> [EXERCISE]: Every line containing the word "https" must be pulled from the records.

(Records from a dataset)
--

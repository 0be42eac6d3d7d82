//! Boost market node: offline deal import over JSON-RPC, deal listing and cancellation over GraphQL.

pub mod graphql;

use crate::config::BoostConfig;
use crate::deals::{DealRegistry, ImportOutcome, OpenDeal};
use crate::rpc::{ClientError, ClientResult, JsonRpcClient, NO_PARAMS};
use async_trait::async_trait;
use graphql::GraphQlClient;
use serde::{Deserialize, Serialize};
use std::path::Path;

const CANCEL_MUTATION: &str = "mutation AppDealCancelMutation($id: ID!) { dealCancel(id: $id) }";

#[derive(Debug, Deserialize)]
#[serde(rename_all = "PascalCase")]
struct RejectionInfo {
    accepted: bool,
    #[serde(default)]
    reason: String,
}

#[derive(Debug, Deserialize)]
#[serde(rename_all = "PascalCase")]
struct WireDeal {
    #[serde(rename = "ID")]
    id: String,
    #[serde(default)]
    created_at: Option<String>,
    #[serde(default)]
    checkpoint: String,
    #[serde(default)]
    is_offline: bool,
    #[serde(default)]
    err: String,
    #[serde(default)]
    piece_cid: String,
    #[serde(default)]
    message: String,
}

impl From<WireDeal> for OpenDeal {
    fn from(w: WireDeal) -> Self {
        Self {
            id: w.id,
            piece_cid: w.piece_cid,
            checkpoint: w.checkpoint,
            is_offline: w.is_offline,
            created_at: w.created_at,
            err: w.err,
            message: w.message,
        }
    }
}

#[derive(Debug, Deserialize)]
struct DealList {
    #[serde(default)]
    deals: Vec<WireDeal>,
    #[serde(rename = "totalCount", default)]
    total_count: u64,
}

#[derive(Debug, Deserialize)]
struct DealsData {
    deals: DealList,
}

#[derive(Debug, Deserialize)]
struct CancelData {
    #[serde(rename = "dealCancel")]
    deal_cancel: String,
}

#[derive(Debug, Serialize)]
struct CancelVars<'a> {
    id: &'a str,
}

pub struct BoostClient {
    rpc: JsonRpcClient,
    graphql: GraphQlClient,
    open_deals_limit: u32,
}

impl BoostClient {
    pub fn new(http: reqwest::Client, cfg: &BoostConfig, open_deals_limit: u32) -> Self {
        Self {
            rpc: JsonRpcClient::new(http.clone(), cfg.rpc_url.clone(), Some(cfg.auth_token.clone())),
            graphql: GraphQlClient::new(http, &cfg.graphql_url),
            open_deals_limit,
        }
    }

    /// Checks the RPC and the GraphQL endpoint.
    pub async fn connect(&self) -> ClientResult<()> {
        let _ask: serde_json::Value = self.rpc.call("Filecoin.MarketGetAsk", NO_PARAMS).await?;
        let probe: DealsData = self
            .graphql
            .basic_query("deals", "deals(limit: 1) {totalCount}")
            .await?;
        tracing::info!(
            rpc = %self.rpc.url(),
            graphql = %self.graphql.endpoint(),
            total_deals = probe.deals.total_count,
            "connected to boost"
        );
        Ok(())
    }
}

#[async_trait]
impl DealRegistry for BoostClient {
    async fn list_open_deals(&self) -> ClientResult<Vec<OpenDeal>> {
        let fields = format!(
            "deals(limit: {}, filter: {{IsOffline: true, Checkpoint: Accepted}}) \
             {{deals {{ID CreatedAt Checkpoint IsOffline Err PieceCid Message}} totalCount}}",
            self.open_deals_limit
        );
        let data: DealsData = self.graphql.basic_query("deals", &fields).await?;
        tracing::debug!(
            returned = data.deals.deals.len(),
            total = data.deals.total_count,
            "boost open deals"
        );
        Ok(data.deals.deals.into_iter().map(OpenDeal::from).collect())
    }

    async fn import_deal(&self, proposal_id: &str, local_path: &Path) -> ClientResult<ImportOutcome> {
        const OP: &str = "Filecoin.BoostOfflineDealWithData";
        let deal_uuid = uuid::Uuid::parse_str(proposal_id)
            .map_err(|e| ClientError::invalid_input(OP, format!("proposal id {proposal_id} is not a uuid: {e}")))?;
        let path = local_path.to_str().ok_or_else(|| {
            ClientError::invalid_input(OP, format!("path {} is not valid UTF-8", local_path.display()))
        })?;

        let info: RejectionInfo = self.rpc.call(OP, (deal_uuid, path, true)).await?;
        Ok(ImportOutcome {
            accepted: info.accepted,
            reason: info.reason,
        })
    }

    async fn cancel_deal(&self, deal_id: &str) -> ClientResult<()> {
        const OP: &str = "dealCancel";
        let data: CancelData = self
            .graphql
            .execute(
                OP,
                Some("AppDealCancelMutation"),
                CANCEL_MUTATION,
                Some(CancelVars { id: deal_id }),
            )
            .await?;
        if data.deal_cancel != deal_id {
            return Err(ClientError::rejected(
                OP,
                format!("asked to cancel {deal_id}, boost answered {}", data.deal_cancel),
            ));
        }
        Ok(())
    }
}
use crate::rpc::{ClientError, ClientResult, read_body};
use serde::{Deserialize, Serialize, de::DeserializeOwned};

#[derive(Debug, Serialize)]
struct GraphQlRequest<'a, V> {
    #[serde(rename = "operationName", skip_serializing_if = "Option::is_none")]
    operation_name: Option<&'a str>,
    query: &'a str,
    #[serde(skip_serializing_if = "Option::is_none")]
    variables: Option<V>,
}

#[derive(Debug, Deserialize)]
struct GraphQlResponse<T> {
    data: Option<T>,
    #[serde(default)]
    errors: Vec<GraphQlErrorObject>,
}

#[derive(Debug, Deserialize)]
struct GraphQlErrorObject {
    message: String,
}

/// Boost's GraphQL endpoint. Unauthenticated, like the Boost web UI.
#[derive(Debug, Clone)]
pub struct GraphQlClient {
    http: reqwest::Client,
    endpoint: String,
}

impl GraphQlClient {
    /// `base` is the GraphQL origin, e.g. `http://127.0.0.1:8080`.
    pub fn new(http: reqwest::Client, base: &str) -> Self {
        Self {
            http,
            endpoint: format!("{}/graphql/query", base.trim_end_matches('/')),
        }
    }

    pub fn endpoint(&self) -> &str {
        &self.endpoint
    }

    /// Runs `query { <fields> }`.
    pub async fn basic_query<T: DeserializeOwned>(&self, op: &str, fields: &str) -> ClientResult<T> {
        let query = format!("query {{{fields}}}");
        self.execute::<(), T>(op, None, &query, None).await
    }

    pub async fn execute<V: Serialize, T: DeserializeOwned>(
        &self,
        op: &str,
        operation_name: Option<&str>,
        query: &str,
        variables: Option<V>,
    ) -> ClientResult<T> {
        let req = self.http.post(&self.endpoint).json(&GraphQlRequest {
            operation_name,
            query,
            variables,
        });
        let body = read_body(op, req).await?;
        decode(op, &body)
    }
}

fn decode<T: DeserializeOwned>(op: &str, body: &[u8]) -> ClientResult<T> {
    let resp: GraphQlResponse<T> =
        serde_json::from_slice(body).map_err(|e| ClientError::decode(op, e, body))?;
    if !resp.errors.is_empty() {
        let reason = resp
            .errors
            .into_iter()
            .map(|e| e.message)
            .collect::<Vec<_>>()
            .join("; ");
        return Err(ClientError::rejected(op, reason));
    }
    resp.data
        .ok_or_else(|| ClientError::rejected(op, "graphql response had no data"))
}
//! Lotus-style `*_API_INFO` values: `TOKEN:/ip4/HOST/tcp/PORT/http`.

#[derive(Debug, Clone, PartialEq, Eq)]
pub enum ApiInfoError {
    Empty,
    UnsupportedAddress(String),
    InvalidPort(String),
}

impl std::fmt::Display for ApiInfoError {
    fn fmt(&self, f: &mut std::fmt::Formatter<'_>) -> std::fmt::Result {
        match self {
            Self::Empty => write!(f, "api info is empty"),
            Self::UnsupportedAddress(addr) => write!(f, "unsupported api address {addr}"),
            Self::InvalidPort(port) => write!(f, "invalid api port {port}"),
        }
    }
}

impl std::error::Error for ApiInfoError {}

#[derive(Debug, Clone, PartialEq, Eq)]
pub struct ApiInfo {
    pub token: String,
    pub host: String,
    pub port: u16,
    /// `http` or `https`.
    pub scheme: String,
}

impl ApiInfo {
    /// JSON-RPC endpoint for an API version, e.g. `http://10.0.0.5:1234/rpc/v1`.
    pub fn rpc_url(&self, version: &str) -> String {
        format!("{}://{}/rpc/{version}", self.scheme, self.host_port())
    }

    pub fn host_port(&self) -> String {
        if self.host.contains(':') {
            format!("[{}]:{}", self.host, self.port)
        } else {
            format!("{}:{}", self.host, self.port)
        }
    }
}

pub fn parse(raw: &str) -> Result<ApiInfo, ApiInfoError> {
    let raw = raw.trim();
    if raw.is_empty() {
        return Err(ApiInfoError::Empty);
    }
    let (token, addr) = match raw.split_once(':') {
        // A URL has "://"; the token never contains '/'.
        Some((tok, rest)) if !tok.contains('/') && !rest.starts_with("//") => (tok, rest),
        _ => ("", raw),
    };

    let mut info = if addr.starts_with('/') {
        parse_multiaddr(addr)?
    } else {
        parse_url(addr)?
    };
    info.token = token.to_string();
    Ok(info)
}

fn parse_multiaddr(addr: &str) -> Result<ApiInfo, ApiInfoError> {
    let unsupported = || ApiInfoError::UnsupportedAddress(addr.to_string());
    let parts: Vec<&str> = addr.trim_start_matches('/').split('/').collect();
    let [proto, host, "tcp", port, rest @ ..] = parts.as_slice() else {
        return Err(unsupported());
    };
    if !matches!(*proto, "ip4" | "ip6" | "dns" | "dns4" | "dns6") {
        return Err(unsupported());
    }
    let port: u16 = port
        .parse()
        .map_err(|_| ApiInfoError::InvalidPort(port.to_string()))?;
    let scheme = match rest {
        [] | ["http"] | ["ws"] => "http",
        ["https"] | ["wss"] => "https",
        _ => return Err(unsupported()),
    };
    Ok(ApiInfo {
        token: String::new(),
        host: host.to_string(),
        port,
        scheme: scheme.to_string(),
    })
}

fn parse_url(addr: &str) -> Result<ApiInfo, ApiInfoError> {
    let url = reqwest::Url::parse(addr).map_err(|_| ApiInfoError::UnsupportedAddress(addr.to_string()))?;
    let scheme = match url.scheme() {
        "http" | "ws" => "http",
        "https" | "wss" => "https",
        _ => return Err(ApiInfoError::UnsupportedAddress(addr.to_string())),
    };
    let host = url
        .host_str()
        .ok_or_else(|| ApiInfoError::UnsupportedAddress(addr.to_string()))?
        .trim_matches(|c| c == '[' || c == ']')
        .to_string();
    let port = url
        .port_or_known_default()
        .ok_or_else(|| ApiInfoError::InvalidPort(addr.to_string()))?;
    Ok(ApiInfo {
        token: String::new(),
        host,
        port,
        scheme: scheme.to_string(),
    })
}
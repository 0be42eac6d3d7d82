//! The calls the deal engine makes into its collaborators.
//!
//! Production implementations live in `spade`, `boost` and `aria2`; tests use in-memory fakes.

use crate::deals::types::{
    ImportOutcome, OpenDeal, PendingSnapshot, PieceManifest, TransferHandle, TransferStatus,
};
use crate::rpc::ClientResult;
use async_trait::async_trait;
use std::path::Path;

/// The deal-matching service (Spade).
#[async_trait]
pub trait ProposalSource: Send + Sync {
    async fn fetch_pending(&self) -> ClientResult<PendingSnapshot>;

    /// Reserves a fresh piece; returns its piece CID.
    async fn request_new_proposal(&self) -> ClientResult<String>;

    /// Never reserve `piece_cid` again during this run.
    fn mark_piece_already_requested(&self, piece_cid: &str);

    async fn fetch_manifest(&self, proposal_id: &str) -> ClientResult<PieceManifest>;
}

/// The storage-deal registry (Boost).
#[async_trait]
pub trait DealRegistry: Send + Sync {
    /// Offline deals parked in the `Accepted` checkpoint, waiting for data.
    async fn list_open_deals(&self) -> ClientResult<Vec<OpenDeal>>;

    async fn import_deal(&self, proposal_id: &str, local_path: &Path)
    -> ClientResult<ImportOutcome>;

    async fn cancel_deal(&self, deal_id: &str) -> ClientResult<()>;
}

/// The download manager (aria2).
#[async_trait]
pub trait TransferManager: Send + Sync {
    /// Reuses a transfer already fetching one of `source_uris`, or starts one for the first URI.
    async fn start_or_attach(
        &self,
        source_uris: &[String],
        out_name: &str,
    ) -> ClientResult<TransferHandle>;

    async fn poll(&self, transfer_id: &str) -> ClientResult<TransferStatus>;

    async fn remove(&self, transfer_id: &str) -> ClientResult<()>;
}
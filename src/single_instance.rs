use anyhow::Context as _;
use fs2::FileExt as _;
use std::{fs::OpenOptions, path::Path};

pub const LOCK_FILE_NAME: &str = ".spade-client.lock";

/// Held for the life of the process so two clients never request deals against one download dir.
#[derive(Debug)]
pub struct SingleInstanceLock {
    _file: std::fs::File,
    path: std::path::PathBuf,
}

impl SingleInstanceLock {
    /// Locks `<dir>/.spade-client.lock`.
    pub fn acquire_in(dir: impl AsRef<Path>) -> anyhow::Result<Self> {
        Self::acquire(dir.as_ref().join(LOCK_FILE_NAME))
    }

    pub fn acquire(path: impl AsRef<Path>) -> anyhow::Result<Self> {
        let path = path.as_ref().to_path_buf();

        if let Some(parent) = path.parent() {
            std::fs::create_dir_all(parent)
                .with_context(|| format!("failed to create {}", parent.display()))?;
        }

        let file = OpenOptions::new()
            .create(true)
            .truncate(false)
            .read(true)
            .write(true)
            .open(&path)
            .with_context(|| format!("failed to open lock file {}", path.display()))?;

        // Advisory lock; the OS drops it when the process dies.
        match file.try_lock_exclusive() {
            Ok(()) => Ok(Self { _file: file, path }),
            Err(e) if e.kind() == std::io::ErrorKind::WouldBlock => Err(anyhow::anyhow!(
                "another spade-client appears to be running against this download path (lock held at {})",
                path.display()
            )),
            Err(e) => Err(anyhow::anyhow!(e))
                .with_context(|| format!("failed to lock {}", path.display())),
        }
    }

    pub fn path(&self) -> &Path {
        &self.path
    }
}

--

> [TASK RESPONSE]:
    /// `http` or `https`.
        ["https"] | ["wss"] => "https",
        "https" | "wss" => "https",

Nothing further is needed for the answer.